Laser‐capture microdissection: Applications in routine molecular dermatopathology

  Advances in molecular pathology with the introduction of the Southern blot technique and the polymerase chain reaction (PCR) have emerged as important tools, which are frequently used in routine dermatohistopathology. Applications for PCR‐based diagnostics are particularly helpful for the determination of clonality in cutaneous lymphocytic infiltrates and for detection of infectious agents, such as herpes simplex virus (HSV), varicella zoster virus (VZV), Borrelia burgdorferi , Mycobacteria , Leishmania , and Treponema pallidum . As biopsies are always composed of different cells, the cells of interest are often only a minor population. As a consequence, their specific DNA is diluted by the majority of contaminating cells. Another problem is the time‐ and labor‐intensive DNA extraction, because usually only formalin‐fixed, paraffin‐embedded tissue is available, which makes molecular diagnostics a time and labor consuming, and consequently a cost‐intensive procedure.
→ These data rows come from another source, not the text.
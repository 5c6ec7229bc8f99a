//! Error types for AccountService

use crate::balance::Balance;
use crate::hierarchy::UserType;
use thiserror::Error;

#[derive(Error, Debug)]
pub enum AccountServiceError {
    #[error("Insufficient balance: required {required}, available {available}")]
    InsufficientBalance { required: Balance, available: Balance },

    #[error("Account not found: {account_id}")]
    AccountNotFound { account_id: i64 },

    #[error("Account not found for user name: {user_name}")]
    UserNameNotFound { user_name: String },

    #[error("User name already taken: {user_name}")]
    DuplicateUserName { user_name: String },

    #[error("Invalid user name {user_name:?}: {reason}")]
    InvalidUserName { user_name: String, reason: String },

    #[error("A {parent} account cannot have a {child} child")]
    IllegalHierarchy { parent: UserType, child: UserType },

    #[error("A {user_type} account requires a parent")]
    ParentRequired { user_type: UserType },

    #[error("Accounts {from} and {to} are not directly related")]
    NotRelated { from: i64, to: i64 },

    #[error("Invalid amount {amount}: must be positive")]
    InvalidAmount { amount: Balance },

    #[error("Balance overflow on account {account_id}")]
    BalanceOverflow { account_id: i64 },

    #[error("Ledger operation on account {account_id} timed out after {timeout_ms}ms")]
    LedgerTimeout { account_id: i64, timeout_ms: u64 },

    #[error("Database error: {0}")]
    DatabaseError(#[from] sqlx::Error),

    #[error("Migration error: {0}")]
    Migration(#[from] sqlx::migrate::MigrateError),

    #[error("Serialization error: {0}")]
    SerializationError(#[from] serde_json::Error),

    #[error("Invalid configuration: {message}")]
    InvalidConfig { message: String },

    #[error("Internal error: {message}")]
    Internal { message: String },
}

impl AccountServiceError {
    /// Whether the failure was a business-rule rejection rather than an infrastructure fault
    pub fn is_rejection(&self) -> bool {
        matches!(
            self,
            AccountServiceError::InsufficientBalance { .. }
                | AccountServiceError::InvalidAmount { .. }
                | AccountServiceError::AccountNotFound { .. }
                | AccountServiceError::UserNameNotFound { .. }
                | AccountServiceError::DuplicateUserName { .. }
                | AccountServiceError::InvalidUserName { .. }
                | AccountServiceError::IllegalHierarchy { .. }
                | AccountServiceError::ParentRequired { .. }
                | AccountServiceError::NotRelated { .. }
        )
    }
}

#[cfg(test)]
mod tests {
    use super::*;

    #[test]
    fn test_rejections_are_business_rule_failures() {
        let insufficient = AccountServiceError::InsufficientBalance {
            required: Balance::from_units(10),
            available: Balance::ZERO,
        };
        assert!(insufficient.is_rejection());
        assert!(AccountServiceError::NotRelated { from: 1, to: 2 }.is_rejection());
        assert!(!AccountServiceError::LedgerTimeout { account_id: 1, timeout_ms: 20 }.is_rejection());
        assert!(!AccountServiceError::Internal { message: "boom".to_string() }.is_rejection());
    }
}
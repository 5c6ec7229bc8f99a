//! Agent Wallet Platform Service Library
//!
//! This library provides the production service around the ledger and the
//! Buffalo gateway: configuration management, component initialization, the
//! HTTP server and graceful shutdown handling.

use anyhow::{Context, Result};
use std::path::Path;

pub mod config;
pub mod logging;
pub mod service;
pub mod signals;

pub use crate::config::ServiceConfig;
pub use logging::initialize_logging;
pub use service::ServiceState;
pub use signals::{graceful_shutdown, setup_signal_handlers};

/// Load configuration from files and environment variables
pub fn load_configuration(config_file: Option<&Path>) -> Result<ServiceConfig> {
    let default_path = crate::config::default_config_path();
    let path = config_file.or(default_path.as_deref());
    crate::config::load_config(path).context("Failed to load service configuration")
}
//! Ledger storage trait and the in-memory backend

use crate::account::{Account, NewAccount};
use crate::balance::Balance;
use crate::config::DEFAULT_LEDGER_TIMEOUT_MS;
use crate::ledger::{DateRange, LedgerEntry, Mutation, Receipt, TransferReceipt};
use crate::{AccountServiceError, Result};
use dashmap::mapref::entry::Entry;
use dashmap::DashMap;
use std::sync::atomic::{AtomicI64, Ordering};
use std::sync::Arc;
use std::time::Duration;
use tokio::sync::{Mutex, MutexGuard};

/// Storage behind the wallet ledger boundary
///
/// `apply` and `apply_transfer` are the only ways a balance changes. Each call
/// is one all-or-nothing transaction that updates the materialized balance and
/// appends exactly one entry per touched account. Calls touching the same
/// account serialize on that account; waiting for that account longer than
/// the store's ledger timeout fails with `LedgerTimeout` and changes nothing.
/// Once the change is committed the call reports success.
#[async_trait::async_trait]
pub trait LedgerStore: Send + Sync {
    /// Insert a new account with a zero balance
    async fn create_account(&self, new: NewAccount) -> Result<Account>;

    async fn find_by_id(&self, account_id: i64) -> Result<Option<Account>>;

    async fn find_by_name(&self, user_name: &str) -> Result<Option<Account>>;

    /// Every user name in the directory
    async fn list_user_names(&self) -> Result<Vec<String>>;

    /// Direct children of an account
    async fn children(&self, parent_id: i64) -> Result<Vec<Account>>;

    /// Apply one signed balance change atomically
    async fn apply(&self, mutation: Mutation) -> Result<Receipt>;

    /// Apply a debit and a credit on two accounts in one transaction
    async fn apply_transfer(&self, debit: Mutation, credit: Mutation) -> Result<TransferReceipt>;

    /// Ledger entries of an account inside `range`, newest first
    async fn entries(
        &self,
        account_id: i64,
        range: &DateRange,
        limit: Option<u32>,
    ) -> Result<Vec<LedgerEntry>>;

    async fn health_check(&self) -> Result<()>;
}

/// Balance after applying `amount`, or the reason it cannot be applied
pub(crate) fn next_balance(account_id: i64, current: Balance, amount: Balance) -> Result<Balance> {
    if amount.is_zero() {
        return Err(AccountServiceError::InvalidAmount { amount });
    }
    let next = current
        .checked_add(amount)
        .ok_or(AccountServiceError::BalanceOverflow { account_id })?;
    if next.is_negative() {
        return Err(AccountServiceError::InsufficientBalance {
            required: amount.abs(),
            available: current,
        });
    }
    Ok(next)
}

#[derive(Debug)]
struct AccountState {
    account: Account,
    entries: Vec<LedgerEntry>,
}

/// In-memory ledger (for tests and local development)
///
/// Each account sits behind its own async mutex, so mutations on one account
/// serialize while different accounts proceed in parallel.
#[derive(Debug)]
pub struct InMemoryLedger {
    accounts: DashMap<i64, Arc<Mutex<AccountState>>>,
    names: DashMap<String, i64>,
    next_account_id: AtomicI64,
    next_entry_id: AtomicI64,
    lock_timeout: Duration,
}

impl Default for InMemoryLedger {
    fn default() -> Self {
        Self::with_lock_timeout(Duration::from_millis(DEFAULT_LEDGER_TIMEOUT_MS))
    }
}

impl InMemoryLedger {
    pub fn new() -> Self {
        Self::default()
    }

    /// Ledger whose mutations give up after waiting `lock_timeout` for an account
    pub fn with_lock_timeout(lock_timeout: Duration) -> Self {
        Self {
            accounts: DashMap::new(),
            names: DashMap::new(),
            next_account_id: AtomicI64::new(0),
            next_entry_id: AtomicI64::new(0),
            lock_timeout,
        }
    }

    async fn lock<'a>(
        &self,
        account_id: i64,
        state: &'a Mutex<AccountState>,
    ) -> Result<MutexGuard<'a, AccountState>> {
        tokio::time::timeout(self.lock_timeout, state.lock()).await.map_err(|_| {
            AccountServiceError::LedgerTimeout {
                account_id,
                timeout_ms: self.lock_timeout.as_millis() as u64,
            }
        })
    }

    fn state(&self, account_id: i64) -> Result<Arc<Mutex<AccountState>>> {
        self.accounts
            .get(&account_id)
            .map(|state| state.value().clone())
            .ok_or(AccountServiceError::AccountNotFound { account_id })
    }

    fn settle(&self, state: &mut AccountState, mutation: &Mutation, next: Balance) -> Receipt {
        let now = chrono::Utc::now().naive_utc();
        let balance_before = state.account.balance;
        let entry = LedgerEntry {
            id: self.next_entry_id.fetch_add(1, Ordering::SeqCst) + 1,
            account_id: mutation.account_id,
            amount: mutation.amount,
            kind: mutation.kind,
            meta: mutation.meta.clone(),
            balance_after: next,
            created_at: now,
        };
        state.account.balance = next;
        state.account.updated_at = now;
        state.entries.push(entry.clone());
        Receipt { entry, balance_before, balance_after: next }
    }
}

#[async_trait::async_trait]
impl LedgerStore for InMemoryLedger {
    async fn create_account(&self, new: NewAccount) -> Result<Account> {
        if let Some(parent_id) = new.parent_id {
            if !self.accounts.contains_key(&parent_id) {
                return Err(AccountServiceError::AccountNotFound { account_id: parent_id });
            }
        }

        let id = match self.names.entry(new.user_name.clone()) {
            Entry::Occupied(_) => {
                return Err(AccountServiceError::DuplicateUserName { user_name: new.user_name })
            }
            Entry::Vacant(slot) => {
                let id = self.next_account_id.fetch_add(1, Ordering::SeqCst) + 1;
                slot.insert(id);
                id
            }
        };

        let now = chrono::Utc::now().naive_utc();
        let account = Account {
            id,
            user_name: new.user_name,
            user_type: new.user_type,
            parent_id: new.parent_id,
            balance: Balance::ZERO,
            created_at: now,
            updated_at: now,
        };
        self.accounts.insert(
            id,
            Arc::new(Mutex::new(AccountState { account: account.clone(), entries: Vec::new() })),
        );

        Ok(account)
    }

    async fn find_by_id(&self, account_id: i64) -> Result<Option<Account>> {
        let state = match self.accounts.get(&account_id) {
            Some(state) => state.value().clone(),
            None => return Ok(None),
        };
        let state = state.lock().await;
        Ok(Some(state.account.clone()))
    }

    async fn find_by_name(&self, user_name: &str) -> Result<Option<Account>> {
        let id = match self.names.get(user_name) {
            Some(id) => *id.value(),
            None => return Ok(None),
        };
        self.find_by_id(id).await
    }

    async fn list_user_names(&self) -> Result<Vec<String>> {
        let mut names: Vec<String> = self.names.iter().map(|entry| entry.key().clone()).collect();
        names.sort();
        Ok(names)
    }

    async fn children(&self, parent_id: i64) -> Result<Vec<Account>> {
        let states: Vec<Arc<Mutex<AccountState>>> =
            self.accounts.iter().map(|entry| entry.value().clone()).collect();

        let mut children = Vec::new();
        for state in states {
            let state = state.lock().await;
            if state.account.parent_id == Some(parent_id) {
                children.push(state.account.clone());
            }
        }
        children.sort_by_key(|account| account.id);
        Ok(children)
    }

    async fn apply(&self, mutation: Mutation) -> Result<Receipt> {
        let state = self.state(mutation.account_id)?;
        let mut state = self.lock(mutation.account_id, &state).await?;

        let next = next_balance(mutation.account_id, state.account.balance, mutation.amount)?;
        Ok(self.settle(&mut state, &mutation, next))
    }

    async fn apply_transfer(&self, debit: Mutation, credit: Mutation) -> Result<TransferReceipt> {
        if debit.account_id == credit.account_id {
            return Err(AccountServiceError::NotRelated {
                from: debit.account_id,
                to: credit.account_id,
            });
        }

        let debit_state = self.state(debit.account_id)?;
        let credit_state = self.state(credit.account_id)?;

        // Lock in id order so opposite transfers cannot deadlock
        let (mut debit_guard, mut credit_guard) = if debit.account_id < credit.account_id {
            let d = self.lock(debit.account_id, &debit_state).await?;
            let c = self.lock(credit.account_id, &credit_state).await?;
            (d, c)
        } else {
            let c = self.lock(credit.account_id, &credit_state).await?;
            let d = self.lock(debit.account_id, &debit_state).await?;
            (d, c)
        };

        let debit_next = next_balance(debit.account_id, debit_guard.account.balance, debit.amount)?;
        let credit_next =
            next_balance(credit.account_id, credit_guard.account.balance, credit.amount)?;

        let debit_receipt = self.settle(&mut debit_guard, &debit, debit_next);
        let credit_receipt = self.settle(&mut credit_guard, &credit, credit_next);

        Ok(TransferReceipt { debit: debit_receipt, credit: credit_receipt })
    }

    async fn entries(
        &self,
        account_id: i64,
        range: &DateRange,
        limit: Option<u32>,
    ) -> Result<Vec<LedgerEntry>> {
        let state = self.state(account_id)?;
        let state = state.lock().await;
        let limit = limit.map(|l| l as usize).unwrap_or(usize::MAX);
        Ok(state
            .entries
            .iter()
            .rev()
            .filter(|entry| range.contains(entry.created_at))
            .take(limit)
            .cloned()
            .collect())
    }

    async fn health_check(&self) -> Result<()> {
        Ok(())
    }
}
//! Error types for the GameGateway

use account_service::AccountServiceError;
use thiserror::Error;

/// Errors that can occur in the GameGateway
#[derive(Error, Debug)]
pub enum GatewayError {
    #[error("Authentication failed: {0}")]
    Authentication(String),

    #[error("Identity not found: {0}")]
    IdentityNotFound(String),

    #[error("Ledger error: {0}")]
    Ledger(#[from] AccountServiceError),

    #[error("Audit write failed: {0}")]
    AuditWrite(String),

    #[error("Room {room_id} requires a balance of {min_bet}")]
    RoomUnavailable { room_id: u8, min_bet: i64 },

    #[error("Invalid room: {0}")]
    InvalidRoom(u8),

    #[error("Invalid request: {0}")]
    InvalidRequest(String),

    #[error("Configuration error: {0}")]
    Config(String),

    #[error("System error: {0}")]
    System(String),
}

impl GatewayError {
    /// Short fixed message returned to the caller; details stay in the logs
    pub fn public_message(&self) -> &'static str {
        match self {
            GatewayError::Authentication(_) => "Invalid token",
            GatewayError::IdentityNotFound(_) => "User not found",
            GatewayError::Ledger(_) => "Transaction failed",
            GatewayError::AuditWrite(_) | GatewayError::Config(_) | GatewayError::System(_) => {
                "Internal error"
            }
            GatewayError::RoomUnavailable { .. } => "Room not available for your balance level",
            GatewayError::InvalidRoom(_) => "Invalid room",
            GatewayError::InvalidRequest(_) => "Invalid request",
        }
    }
}

/// Result type for GameGateway operations
pub type GatewayResult<T> = Result<T, GatewayError>;
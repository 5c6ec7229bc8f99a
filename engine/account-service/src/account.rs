//! Account records of the agent hierarchy

use crate::balance::Balance;
use crate::hierarchy::UserType;
use serde::{Deserialize, Serialize};

/// Account represents a player, agent or system wallet
#[derive(Debug, Clone, PartialEq, Eq, Serialize, Deserialize)]
pub struct Account {
    pub id: i64,
    pub user_name: String,
    pub user_type: UserType,
    /// Hierarchy edge only; the parent never owns the child's balance
    pub parent_id: Option<i64>,
    /// Materialized from the ledger, changed only by ledger operations
    pub balance: Balance,
    pub created_at: chrono::NaiveDateTime,
    pub updated_at: chrono::NaiveDateTime,
}

impl Account {
    pub fn is_child_of(&self, other: &Account) -> bool {
        self.parent_id == Some(other.id)
    }
}

/// Request to open a new account
#[derive(Debug, Clone, Serialize, Deserialize)]
pub struct NewAccount {
    pub user_name: String,
    pub user_type: UserType,
    pub parent_id: Option<i64>,
}

impl NewAccount {
    pub fn root(user_name: impl Into<String>, user_type: UserType) -> Self {
        Self { user_name: user_name.into(), user_type, parent_id: None }
    }

    pub fn child_of(parent: &Account, user_name: impl Into<String>, user_type: UserType) -> Self {
        Self { user_name: user_name.into(), user_type, parent_id: Some(parent.id) }
    }

    /// Child of `parent` with the parent's default descendant type
    pub fn descendant_of(parent: &Account, user_name: impl Into<String>) -> Self {
        Self::child_of(parent, user_name, parent.user_type.child_type())
    }
}
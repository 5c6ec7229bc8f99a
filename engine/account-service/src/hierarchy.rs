//! Agent hierarchy policy
//!
//! Every account has a [`UserType`]. The type decides which child types an
//! account may create, the default type of a new descendant, and the length of
//! generated login names. The rules are a fixed table; adding a tier means
//! extending every `match` below.

use crate::{AccountServiceError, Result};
use serde::{Deserialize, Serialize};
use std::str::FromStr;

/// Longest login name accepted anywhere in the platform
pub const MAX_USER_NAME_LEN: usize = 40;

/// Account tier in the agent hierarchy, carrying its numeric rank
#[derive(Debug, Clone, Copy, PartialEq, Eq, PartialOrd, Ord, Hash, Serialize, Deserialize)]
#[serde(rename_all = "snake_case")]
#[repr(i16)]
pub enum UserType {
    Owner = 10,
    Senior = 11,
    Master = 15,
    Agent = 20,
    SubAgent = 30,
    Player = 40,
    SystemWallet = 50,
}

impl UserType {
    pub const ALL: [UserType; 7] = [
        UserType::Owner,
        UserType::Senior,
        UserType::Master,
        UserType::Agent,
        UserType::SubAgent,
        UserType::Player,
        UserType::SystemWallet,
    ];

    /// Numeric rank, as persisted
    pub fn rank(self) -> i16 {
        self as i16
    }

    /// Required length of the numeric part of a generated login name
    pub fn username_length(self) -> usize {
        match self {
            UserType::Owner => 1,
            UserType::Senior => 2,
            UserType::Master => 3,
            UserType::Agent => 4,
            UserType::SubAgent => 5,
            UserType::Player => 6,
            UserType::SystemWallet => 7,
        }
    }

    /// Type given to a new descendant when none is requested
    pub fn child_type(self) -> UserType {
        match self {
            UserType::Owner | UserType::Senior | UserType::Master => UserType::Agent,
            UserType::Agent => UserType::SubAgent,
            UserType::SubAgent | UserType::Player | UserType::SystemWallet => UserType::Player,
        }
    }

    /// Whether `self` may be the direct parent of an account of type `child`
    pub fn can_have_child(self, child: UserType) -> bool {
        match self {
            UserType::Owner => {
                matches!(child, UserType::Agent | UserType::Senior | UserType::Master)
            }
            UserType::Senior => matches!(child, UserType::Agent | UserType::Master),
            UserType::Master => child == UserType::Agent,
            UserType::Agent => matches!(child, UserType::SubAgent | UserType::Player),
            UserType::SubAgent => child == UserType::Player,
            UserType::Player | UserType::SystemWallet => false,
        }
    }

    /// Types that sit at the top of a tree and need no parent
    pub fn is_root(self) -> bool {
        match self {
            UserType::Owner | UserType::SystemWallet => true,
            UserType::Senior
            | UserType::Master
            | UserType::Agent
            | UserType::SubAgent
            | UserType::Player => false,
        }
    }

    /// Short tier code used as the login-name prefix
    pub fn code(self) -> &'static str {
        match self {
            UserType::Owner => "OW",
            UserType::Senior => "SE",
            UserType::Master => "MA",
            UserType::Agent => "AG",
            UserType::SubAgent => "SA",
            UserType::Player => "PL",
            UserType::SystemWallet => "SW",
        }
    }

    /// Stable lowercase name, matching the serde representation
    pub fn as_str(self) -> &'static str {
        match self {
            UserType::Owner => "owner",
            UserType::Senior => "senior",
            UserType::Master => "master",
            UserType::Agent => "agent",
            UserType::SubAgent => "sub_agent",
            UserType::Player => "player",
            UserType::SystemWallet => "system_wallet",
        }
    }

    /// Generate a login name: tier code plus `seq` zero-padded to `username_length` digits
    pub fn generate_user_name(self, seq: u64) -> String {
        format!("{}{:0width$}", self.code(), seq, width = self.username_length())
    }

    /// Validate a login name for an account of this type
    pub fn validate_user_name(self, name: &str) -> Result<()> {
        let reason = if name.is_empty() {
            Some("must not be empty".to_string())
        } else if name.len() > MAX_USER_NAME_LEN {
            Some(format!("must be at most {} characters", MAX_USER_NAME_LEN))
        } else if !name.bytes().all(|b| b.is_ascii_alphanumeric()) {
            Some("must contain only ASCII letters and digits".to_string())
        } else if name.len() < self.username_length() {
            Some(format!(
                "must be at least {} characters for {}",
                self.username_length(),
                self.as_str()
            ))
        } else {
            None
        };

        match reason {
            Some(reason) => {
                Err(AccountServiceError::InvalidUserName { user_name: name.to_string(), reason })
            }
            None => Ok(()),
        }
    }
}

impl TryFrom<i16> for UserType {
    type Error = AccountServiceError;

    fn try_from(rank: i16) -> Result<Self> {
        UserType::ALL.into_iter().find(|t| t.rank() == rank).ok_or_else(|| {
            AccountServiceError::Internal { message: format!("unknown user type rank {}", rank) }
        })
    }
}

impl FromStr for UserType {
    type Err = AccountServiceError;

    fn from_str(s: &str) -> Result<Self> {
        let normalized = s.trim().to_ascii_lowercase().replace(['-', ' '], "_");
        let normalized = match normalized.as_str() {
            "subagent" => "sub_agent",
            "systemwallet" => "system_wallet",
            other => other,
        };
        UserType::ALL.into_iter().find(|t| t.as_str() == normalized).ok_or_else(|| {
            AccountServiceError::Internal { message: format!("unknown user type {:?}", s) }
        })
    }
}

impl std::fmt::Display for UserType {
    fn fmt(&self, f: &mut std::fmt::Formatter<'_>) -> std::fmt::Result {
        f.write_str(self.as_str())
    }
}
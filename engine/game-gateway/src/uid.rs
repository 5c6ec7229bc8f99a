//! Provider UIDs
//!
//! A UID is a fixed 32-character string: the 3-character site prefix followed
//! by the unpadded URL-safe base64 of the login name, padded out with a
//! site-keyed SHA-256 hex digest. Names whose encoding would leave fewer than
//! 10 digest characters are represented by the digest alone and can only be
//! recovered through the reverse index. The index learns every UID this
//! process hands out and is rebuilt from the directory on a miss, at most
//! once per rebuild interval.

use account_service::LedgerStore;
use base64::engine::general_purpose::{URL_SAFE, URL_SAFE_NO_PAD};
use base64::Engine as _;
use dashmap::DashMap;
use sha2::{Digest, Sha256};
use std::sync::Arc;
use std::time::{Duration, Instant};
use tokio::sync::Mutex;

/// Total UID length
pub const UID_LEN: usize = 32;

/// Length of the site prefix
pub const PREFIX_LEN: usize = 3;

/// Characters left after the prefix
const BUDGET: usize = UID_LEN - PREFIX_LEN;

/// Minimum digest characters kept after an encoded name
const MIN_PADDING: usize = 10;

/// Shortest encoded prefix worth decoding
const MIN_CANDIDATE: usize = 4;

/// Default minimum time between two full index rebuilds
pub const DEFAULT_REBUILD_INTERVAL: Duration = Duration::from_secs(5);

pub(crate) fn sha256_hex(input: &str) -> String {
    hex::encode(Sha256::digest(input.as_bytes()))
}

/// Derive the UID for `user_name`
pub fn generate_uid(prefix: &str, site_url: &str, user_name: &str) -> String {
    let encoded = URL_SAFE_NO_PAD.encode(user_name.as_bytes());
    let digest = sha256_hex(&format!("{}{}", user_name, site_url));

    if encoded.len() > BUDGET - MIN_PADDING {
        format!("{}{}", prefix, &digest[..BUDGET])
    } else {
        format!("{}{}{}", prefix, encoded, &digest[..BUDGET - encoded.len()])
    }
}

/// Decode a base64url candidate, restoring padding and dropping non-printable bytes
fn decode_candidate(candidate: &str) -> Option<String> {
    let padding = match candidate.len() % 4 {
        0 => "",
        2 => "==",
        3 => "=",
        _ => return None,
    };
    let bytes = URL_SAFE.decode(format!("{}{}", candidate, padding)).ok()?;
    let printable: String =
        bytes.into_iter().filter(|b| (0x20..=0x7E).contains(b)).map(char::from).collect();
    if printable.is_empty() {
        None
    } else {
        Some(printable)
    }
}

/// Maps UIDs back to login names
pub struct UidResolver {
    directory: Arc<dyn LedgerStore>,
    prefix: String,
    site_url: String,
    index: DashMap<String, String>,
    /// Time of the last full rebuild
    rebuild: Mutex<Option<Instant>>,
    rebuild_interval: Duration,
}

impl std::fmt::Debug for UidResolver {
    fn fmt(&self, f: &mut std::fmt::Formatter<'_>) -> std::fmt::Result {
        f.debug_struct("UidResolver")
            .field("prefix", &self.prefix)
            .field("indexed", &self.index.len())
            .finish()
    }
}

impl UidResolver {
    pub fn new(
        directory: Arc<dyn LedgerStore>,
        prefix: impl Into<String>,
        site_url: impl Into<String>,
    ) -> Self {
        Self {
            directory,
            prefix: prefix.into(),
            site_url: site_url.into(),
            index: DashMap::new(),
            rebuild: Mutex::new(None),
            rebuild_interval: DEFAULT_REBUILD_INTERVAL,
        }
    }

    pub fn with_rebuild_interval(mut self, rebuild_interval: Duration) -> Self {
        self.rebuild_interval = rebuild_interval;
        self
    }

    /// UID for `user_name`, remembered so it resolves without a rebuild
    pub fn generate(&self, user_name: &str) -> String {
        let uid = generate_uid(&self.prefix, &self.site_url, user_name);
        self.index.insert(uid.clone(), user_name.to_string());
        uid
    }

    async fn exists(&self, user_name: &str) -> account_service::Result<bool> {
        Ok(self.directory.find_by_name(user_name).await?.is_some())
    }

    /// Resolve a UID to the login name of an existing account
    pub async fn resolve(&self, uid: &str) -> account_service::Result<Option<String>> {
        let rest = match uid.strip_prefix(self.prefix.as_str()) {
            Some(rest) if uid.len() == UID_LEN && rest.is_ascii() => rest,
            _ => return Ok(None),
        };

        for len in (MIN_CANDIDATE..=rest.len()).rev() {
            if let Some(name) = decode_candidate(&rest[..len]) {
                if self.exists(&name).await? {
                    return Ok(Some(name));
                }
            }
        }

        if let Some(name) = self.lookup_index(uid).await? {
            return Ok(Some(name));
        }

        if self.rebuild_index().await? {
            self.lookup_index(uid).await
        } else {
            Ok(None)
        }
    }

    async fn lookup_index(&self, uid: &str) -> account_service::Result<Option<String>> {
        let name = match self.index.get(uid) {
            Some(name) => name.value().clone(),
            None => return Ok(None),
        };
        if self.exists(&name).await? {
            Ok(Some(name))
        } else {
            self.index.remove(uid);
            Ok(None)
        }
    }

    /// Regenerate the UID of every account, unless that happened within the
    /// rebuild interval; returns whether a rebuild ran
    async fn rebuild_index(&self) -> account_service::Result<bool> {
        let mut last = self.rebuild.lock().await;
        if let Some(at) = *last {
            if at.elapsed() < self.rebuild_interval {
                return Ok(false);
            }
        }

        let names = self.directory.list_user_names().await?;
        self.index.clear();
        for name in names {
            self.index.insert(generate_uid(&self.prefix, &self.site_url, &name), name);
        }
        *last = Some(Instant::now());
        tracing::debug!("Rebuilt UID index with {} accounts", self.index.len());
        Ok(true)
    }
}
To overcome these shortcomings and to eventually shorten the time to generate a result, we introduce a laser‐capture microdissection (LCM)‐based method for the detection of infectious agents and clonality. Only the cells of interest for the particular indication are microdissected (e.g. epidermal cells for HSV and VZV and lymphocytes for clonality analysis) and subjected to PCR amplification. Due to an accelerated DNA‐extraction procedure which generates DNA in 5 h (compared to 3–4 days using conventional DNA extraction), we are able to generate a result within one working day.